A word-for-word copy of the listing is needed. Retype it in full.

*Listed records*:
┌──

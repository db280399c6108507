//! Turning ingestion-table rows into pipeline inputs.
//!
//! The table is read as JSON Lines, one row per event. Rows carry both
//! participants (`sender_id`, `recipient_id`) besides the event itself;
//! the user is the sender of user rows and the recipient of bot rows.
//!
//! ```json
//! {"sender_id":"u1","recipient_id":"page","channel_id":"ch-1","timestamp":1705314600000,"source":"user","interact_with":"page","message":"eyJ0ZXh0IjoiaGkifQ=="}
//! {"sender_id":"page","recipient_id":"u1","channel_id":"ch-1","channel_type":"FACEBOOK","timestamp":1705314601000,"source":"bot","interact_with":"u1","message":"W3sidGV4dCI6ImhpIn1d"}
//! ```
//!
//! Rows the reader flagged with `_corrupt_record` are dropped.

use std::collections::HashSet;
use std::fs::File;
use std::io::{BufRead, BufReader};
use std::path::Path;

use serde::{Deserialize, Serialize};
use serde_json::Value;
use tracing::{info, warn};

use crate::core::models::{ChannelDescriptor, ChannelDirectory, EventSource, FlowRule, RawEvent};
use crate::core::processor::UserEvents;
use crate::error::{ChatnormError, Result};

const CORRUPT_MARKER: &str = "_corrupt_record";

/// One ingestion-table row.
#[derive(Debug, Clone, PartialEq, Eq, Serialize, Deserialize)]
pub struct TableRow {
    #[serde(default)]
    pub sender_id: Option<String>,
    #[serde(default)]
    pub recipient_id: Option<String>,
    #[serde(flatten)]
    pub event: RawEvent,
}

impl TableRow {
    /// The human side of the conversation.
    pub fn user_id(&self) -> Option<&str> {
        match self.event.source {
            EventSource::Human => self.sender_id.as_deref(),
            EventSource::Automation => self.recipient_id.as_deref(),
        }
    }
}

/// Rows read from a table dump.
#[derive(Debug, Clone, Default)]
pub struct TableRows {
    pub rows: Vec<TableRow>,
    /// Rows dropped for carrying `_corrupt_record`
    pub corrupt: usize,
}

/// Parses JSON Lines rows, skipping blank lines and corrupt rows.
pub fn parse_rows<R: BufRead>(reader: R) -> Result<TableRows> {
    let mut out = TableRows::default();

    for (index, line) in reader.lines().enumerate() {
        let line = line?;
        if line.trim().is_empty() {
            continue;
        }

        let value: Value =
            serde_json::from_str(&line).map_err(|e| ChatnormError::json_parse("table row", e))?;
        if value.get(CORRUPT_MARKER).is_some() {
            out.corrupt += 1;
            continue;
        }

        let row = serde_json::from_value(value).map_err(|e| {
            ChatnormError::shape("table row", format!("line {}: {}", index + 1, e))
        })?;
        out.rows.push(row);
    }

    if out.corrupt > 0 {
        warn!(corrupt = out.corrupt, "dropped corrupt rows");
    }
    info!(rows = out.rows.len(), "read table rows");
    Ok(out)
}

/// Reads rows from a JSON Lines file.
pub fn read_rows(path: &Path) -> Result<TableRows> {
    let file = File::open(path)?;
    parse_rows(BufReader::new(file))
}

/// Groups row events by user, keeping row order within each user.
pub fn group_by_user(rows: Vec<TableRow>) -> Result<UserEvents> {
    let mut users = UserEvents::new();

    for row in rows {
        let Some(user_id) = row.user_id().map(str::to_string) else {
            return Err(ChatnormError::shape(
                "table row",
                format!(
                    "{} row at {} has no {}",
                    row.event.source,
                    row.event.timestamp_ms,
                    match row.event.source {
                        EventSource::Human => "sender_id",
                        EventSource::Automation => "recipient_id",
                    }
                ),
            ));
        };
        users.entry(user_id).or_default().push(row.event);
    }

    Ok(users)
}

/// Builds the channel directory from bot rows.
///
/// Keeps the first channel seen for each distinct channel type.
pub fn channel_directory(rows: &[TableRow]) -> ChannelDirectory {
    let mut seen = HashSet::new();

    rows.iter()
        .map(|row| &row.event)
        .filter(|event| event.source == EventSource::Automation)
        .filter_map(|event| {
            let channel_type = event.channel_type.as_deref()?;
            seen.insert(channel_type.to_string())
                .then(|| ChannelDescriptor::new(&event.channel_id, channel_type))
        })
        .collect()
}

/// Loads a channel directory from a JSON array of
/// `{"channel_id": .., "channel_type": ..}`.
pub fn load_channels(path: &Path) -> Result<ChannelDirectory> {
    let json = std::fs::read_to_string(path)?;
    serde_json::from_str(&json).map_err(|e| ChatnormError::json_parse("channel list", e))
}

/// Parses a flow rule set: a JSON array of `{"flow": .., "regexes": [..]}`.
pub fn parse_flow_rules(json: &str) -> Result<Vec<FlowRule>> {
    serde_json::from_str(json).map_err(|e| ChatnormError::json_parse("flow rules", e))
}

/// Loads a flow rule set from a file.
pub fn load_flow_rules(path: &Path) -> Result<Vec<FlowRule>> {
    let json = std::fs::read_to_string(path)?;
    parse_flow_rules(&json)
}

└──

*Reply to the task*:
repository db280399c6108507
//! Turning ingestion-table rows into pipeline inputs.
//!
//! The table is read as JSON Lines, one row per event. Rows carry both
//! participants (`sender_id`, `recipient_id`) besides the event itself;
//! the user is the sender of user rows and the recipient of bot rows.
//!
//! ```json
//! {"sender_id":"u1","recipient_id":"page","channel_id":"ch-1","timestamp":1705314600000,"source":"user","interact_with":"page","message":"eyJ0ZXh0IjoiaGkifQ=="}
//! {"sender_id":"page","recipient_id":"u1","channel_id":"ch-1","channel_type":"FACEBOOK","timestamp":1705314601000,"source":"bot","interact_with":"u1","message":"W3sidGV4dCI6ImhpIn1d"}
//! ```
//!
//! Rows the reader flagged with `_corrupt_record` are dropped.

use std::collections::HashSet;
use std::fs::File;
use std::io::{BufRead, BufReader};
use std::path::Path;

use serde::{Deserialize, Serialize};
use serde_json::Value;
use tracing::{info, warn};

use crate::core::models::{ChannelDescriptor, ChannelDirectory, EventSource, FlowRule, RawEvent};
use crate::core::processor::UserEvents;
use crate::error::{ChatnormError, Result};

const CORRUPT_MARKER: &str = "_corrupt_record";

/// One ingestion-table row.
#[derive(Debug, Clone, PartialEq, Eq, Serialize, Deserialize)]
pub struct TableRow {
    #[serde(default)]
    pub sender_id: Option<String>,
    #[serde(default)]
    pub recipient_id: Option<String>,
    #[serde(flatten)]
    pub event: RawEvent,
}

impl TableRow {
    /// The human side of the conversation.
    pub fn user_id(&self) -> Option<&str> {
        match self.event.source {
            EventSource::Human => self.sender_id.as_deref(),
            EventSource::Automation => self.recipient_id.as_deref(),
        }
    }
}

/// Rows read from a table dump.
#[derive(Debug, Clone, Default)]
pub struct TableRows {
    pub rows: Vec<TableRow>,
    /// Rows dropped for carrying `_corrupt_record`
    pub corrupt: usize,
}

/// Parses JSON Lines rows, skipping blank lines and corrupt rows.
pub fn parse_rows<R: BufRead>(reader: R) -> Result<TableRows> {
    let mut out = TableRows::default();

    for (index, line) in reader.lines().enumerate() {
        let line = line?;
        if line.trim().is_empty() {
            continue;
        }

        let value: Value =
            serde_json::from_str(&line).map_err(|e| ChatnormError::json_parse("table row", e))?;
        if value.get(CORRUPT_MARKER).is_some() {
            out.corrupt += 1;
            continue;
        }

        let row = serde_json::from_value(value).map_err(|e| {
            ChatnormError::shape("table row", format!("line {}: {}", index + 1, e))
        })?;
        out.rows.push(row);
    }

    if out.corrupt > 0 {
        warn!(corrupt = out.corrupt, "dropped corrupt rows");
    }
    info!(rows = out.rows.len(), "read table rows");
    Ok(out)
}

/// Reads rows from a JSON Lines file.
pub fn read_rows(path: &Path) -> Result<TableRows> {
    let file = File::open(path)?;
    parse_rows(BufReader::new(file))
}

/// Groups row events by user, keeping row order within each user.
pub fn group_by_user(rows: Vec<TableRow>) -> Result<UserEvents> {
    let mut users = UserEvents::new();

    for row in rows {
        let Some(user_id) = row.user_id().map(str::to_string) else {
            return Err(ChatnormError::shape(
                "table row",
                format!(
                    "{} row at {} has no {}",
                    row.event.source,
                    row.event.timestamp_ms,
                    match row.event.source {
                        EventSource::Human => "sender_id",
                        EventSource::Automation => "recipient_id",
                    }
                ),
            ));
        };
        users.entry(user_id).or_default().push(row.event);
    }

    Ok(users)
}

/// Builds the channel directory from bot rows.
///
/// Keeps the first channel seen for each distinct channel type.
pub fn channel_directory(rows: &[TableRow]) -> ChannelDirectory {
    let mut seen = HashSet::new();

    rows.iter()
        .map(|row| &row.event)
        .filter(|event| event.source == EventSource::Automation)
        .filter_map(|event| {
            let channel_type = event.channel_type.as_deref()?;
            seen.insert(channel_type.to_string())
                .then(|| ChannelDescriptor::new(&event.channel_id, channel_type))
        })
        .collect()
}

/// Loads a channel directory from a JSON array of
/// `{"channel_id": .., "channel_type": ..}`.
pub fn load_channels(path: &Path) -> Result<ChannelDirectory> {
    let json = std::fs::read_to_string(path)?;
    serde_json::from_str(&json).map_err(|e| ChatnormError::json_parse("channel list", e))
}

/// Parses a flow rule set: a JSON array of `{"flow": .., "regexes": [..]}`.
pub fn parse_flow_rules(json: &str) -> Result<Vec<FlowRule>> {
    serde_json::from_str(json).map_err(|e| ChatnormError::json_parse("flow rules", e))
}

/// Loads a flow rule set from a file.
pub fn load_flow_rules(path: &Path) -> Result<Vec<FlowRule>> {
    let json = std::fs::read_to_string(path)?;
    parse_flow_rules(&json)
}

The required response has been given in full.